• _Your assignment_: Reproduce, character for character, the entries from their opening line through the line with "keys, one under".

━━━━━━━━━━━━━━━━━━━━━━━━━━━━━━

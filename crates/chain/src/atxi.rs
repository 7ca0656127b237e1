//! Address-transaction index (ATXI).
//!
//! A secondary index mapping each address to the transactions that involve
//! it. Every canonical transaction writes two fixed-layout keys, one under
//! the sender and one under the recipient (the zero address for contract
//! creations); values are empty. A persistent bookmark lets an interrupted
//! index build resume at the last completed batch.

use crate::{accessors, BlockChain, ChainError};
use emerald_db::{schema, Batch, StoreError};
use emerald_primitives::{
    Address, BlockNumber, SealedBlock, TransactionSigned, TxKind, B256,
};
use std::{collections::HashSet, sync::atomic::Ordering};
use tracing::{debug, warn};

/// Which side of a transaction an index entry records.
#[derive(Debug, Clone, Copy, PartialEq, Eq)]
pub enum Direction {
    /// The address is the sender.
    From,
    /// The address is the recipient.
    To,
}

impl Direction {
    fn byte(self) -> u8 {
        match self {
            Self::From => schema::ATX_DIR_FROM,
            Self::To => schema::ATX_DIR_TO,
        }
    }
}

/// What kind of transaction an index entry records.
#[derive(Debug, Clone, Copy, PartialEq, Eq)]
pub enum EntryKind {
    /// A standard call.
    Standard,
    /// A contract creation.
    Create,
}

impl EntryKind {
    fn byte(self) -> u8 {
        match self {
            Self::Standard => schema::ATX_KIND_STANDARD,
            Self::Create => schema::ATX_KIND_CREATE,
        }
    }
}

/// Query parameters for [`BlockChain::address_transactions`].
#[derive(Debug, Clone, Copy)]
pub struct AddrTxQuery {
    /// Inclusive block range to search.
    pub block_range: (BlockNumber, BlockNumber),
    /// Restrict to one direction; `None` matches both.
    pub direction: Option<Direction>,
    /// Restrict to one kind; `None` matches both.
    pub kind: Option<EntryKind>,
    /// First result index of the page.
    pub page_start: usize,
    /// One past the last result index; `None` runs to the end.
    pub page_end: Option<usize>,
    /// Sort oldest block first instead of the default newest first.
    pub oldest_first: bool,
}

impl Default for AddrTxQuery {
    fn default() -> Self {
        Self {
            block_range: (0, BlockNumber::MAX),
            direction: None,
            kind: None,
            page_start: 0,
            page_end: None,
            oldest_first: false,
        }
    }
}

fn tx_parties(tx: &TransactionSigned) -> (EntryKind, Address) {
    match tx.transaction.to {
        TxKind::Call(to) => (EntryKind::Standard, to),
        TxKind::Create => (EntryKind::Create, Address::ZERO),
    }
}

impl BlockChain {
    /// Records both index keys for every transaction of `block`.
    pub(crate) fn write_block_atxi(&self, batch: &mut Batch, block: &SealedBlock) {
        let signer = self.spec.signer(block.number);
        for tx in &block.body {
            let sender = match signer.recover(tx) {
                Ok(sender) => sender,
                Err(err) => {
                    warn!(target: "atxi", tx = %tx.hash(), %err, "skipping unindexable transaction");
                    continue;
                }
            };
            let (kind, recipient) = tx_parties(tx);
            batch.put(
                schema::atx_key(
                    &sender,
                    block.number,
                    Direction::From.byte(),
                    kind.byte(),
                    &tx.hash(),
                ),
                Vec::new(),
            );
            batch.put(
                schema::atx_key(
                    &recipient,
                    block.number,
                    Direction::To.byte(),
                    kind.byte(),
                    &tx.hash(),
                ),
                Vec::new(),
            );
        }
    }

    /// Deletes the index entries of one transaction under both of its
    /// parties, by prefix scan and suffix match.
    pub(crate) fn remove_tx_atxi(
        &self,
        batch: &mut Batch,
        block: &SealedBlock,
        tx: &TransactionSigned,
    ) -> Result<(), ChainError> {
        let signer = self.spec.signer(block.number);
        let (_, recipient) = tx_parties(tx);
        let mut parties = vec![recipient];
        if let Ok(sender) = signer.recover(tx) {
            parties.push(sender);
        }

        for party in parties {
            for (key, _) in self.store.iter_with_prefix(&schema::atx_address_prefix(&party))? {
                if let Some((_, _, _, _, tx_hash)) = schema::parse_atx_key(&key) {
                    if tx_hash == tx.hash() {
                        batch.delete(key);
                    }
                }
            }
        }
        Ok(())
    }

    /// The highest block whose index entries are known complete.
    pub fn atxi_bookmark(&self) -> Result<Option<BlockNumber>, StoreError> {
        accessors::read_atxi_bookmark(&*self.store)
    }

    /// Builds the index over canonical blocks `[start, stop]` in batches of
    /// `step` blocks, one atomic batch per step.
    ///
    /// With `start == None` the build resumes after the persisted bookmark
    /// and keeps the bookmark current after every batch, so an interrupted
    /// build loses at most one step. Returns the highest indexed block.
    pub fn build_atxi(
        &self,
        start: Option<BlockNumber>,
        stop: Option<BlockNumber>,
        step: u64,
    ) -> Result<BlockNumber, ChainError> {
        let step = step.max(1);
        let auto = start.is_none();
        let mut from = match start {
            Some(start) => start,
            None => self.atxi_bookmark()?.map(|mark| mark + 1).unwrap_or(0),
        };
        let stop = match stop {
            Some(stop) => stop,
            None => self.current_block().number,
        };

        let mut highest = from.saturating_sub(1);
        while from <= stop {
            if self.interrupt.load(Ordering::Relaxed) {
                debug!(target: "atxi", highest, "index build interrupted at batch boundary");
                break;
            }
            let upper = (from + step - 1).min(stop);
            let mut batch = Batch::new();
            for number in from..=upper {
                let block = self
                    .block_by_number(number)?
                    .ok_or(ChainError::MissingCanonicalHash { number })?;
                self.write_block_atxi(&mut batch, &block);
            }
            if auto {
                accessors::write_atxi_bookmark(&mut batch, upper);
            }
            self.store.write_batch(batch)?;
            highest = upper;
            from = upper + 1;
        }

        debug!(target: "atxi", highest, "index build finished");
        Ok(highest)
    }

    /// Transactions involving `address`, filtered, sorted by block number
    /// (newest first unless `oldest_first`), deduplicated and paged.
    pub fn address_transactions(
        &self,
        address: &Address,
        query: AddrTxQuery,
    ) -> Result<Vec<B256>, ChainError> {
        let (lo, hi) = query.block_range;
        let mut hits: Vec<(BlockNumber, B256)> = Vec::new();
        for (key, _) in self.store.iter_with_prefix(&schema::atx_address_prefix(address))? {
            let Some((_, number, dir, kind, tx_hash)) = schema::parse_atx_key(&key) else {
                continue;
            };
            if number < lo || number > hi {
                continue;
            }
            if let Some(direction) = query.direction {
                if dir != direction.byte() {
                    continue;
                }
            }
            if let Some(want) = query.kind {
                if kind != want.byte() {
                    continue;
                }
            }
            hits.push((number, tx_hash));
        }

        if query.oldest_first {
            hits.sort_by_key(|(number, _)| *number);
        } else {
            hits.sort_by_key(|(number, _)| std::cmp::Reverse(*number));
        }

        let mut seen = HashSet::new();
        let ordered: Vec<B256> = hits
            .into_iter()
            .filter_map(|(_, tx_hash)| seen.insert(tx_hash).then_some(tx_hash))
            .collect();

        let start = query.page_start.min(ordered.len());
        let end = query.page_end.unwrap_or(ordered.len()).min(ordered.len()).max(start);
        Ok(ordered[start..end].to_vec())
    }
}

━━━━━━━━━━━━━━━━━━━━━━━━━━━━━━

• _Task answer_:
filename crates/chain/src/atxi.rs
repository 7ca0656127b237e1
//! Address-transaction index (ATXI).
//!
//! A secondary index mapping each address to the transactions that involve
//! it. Every canonical transaction writes two fixed-layout keys, one under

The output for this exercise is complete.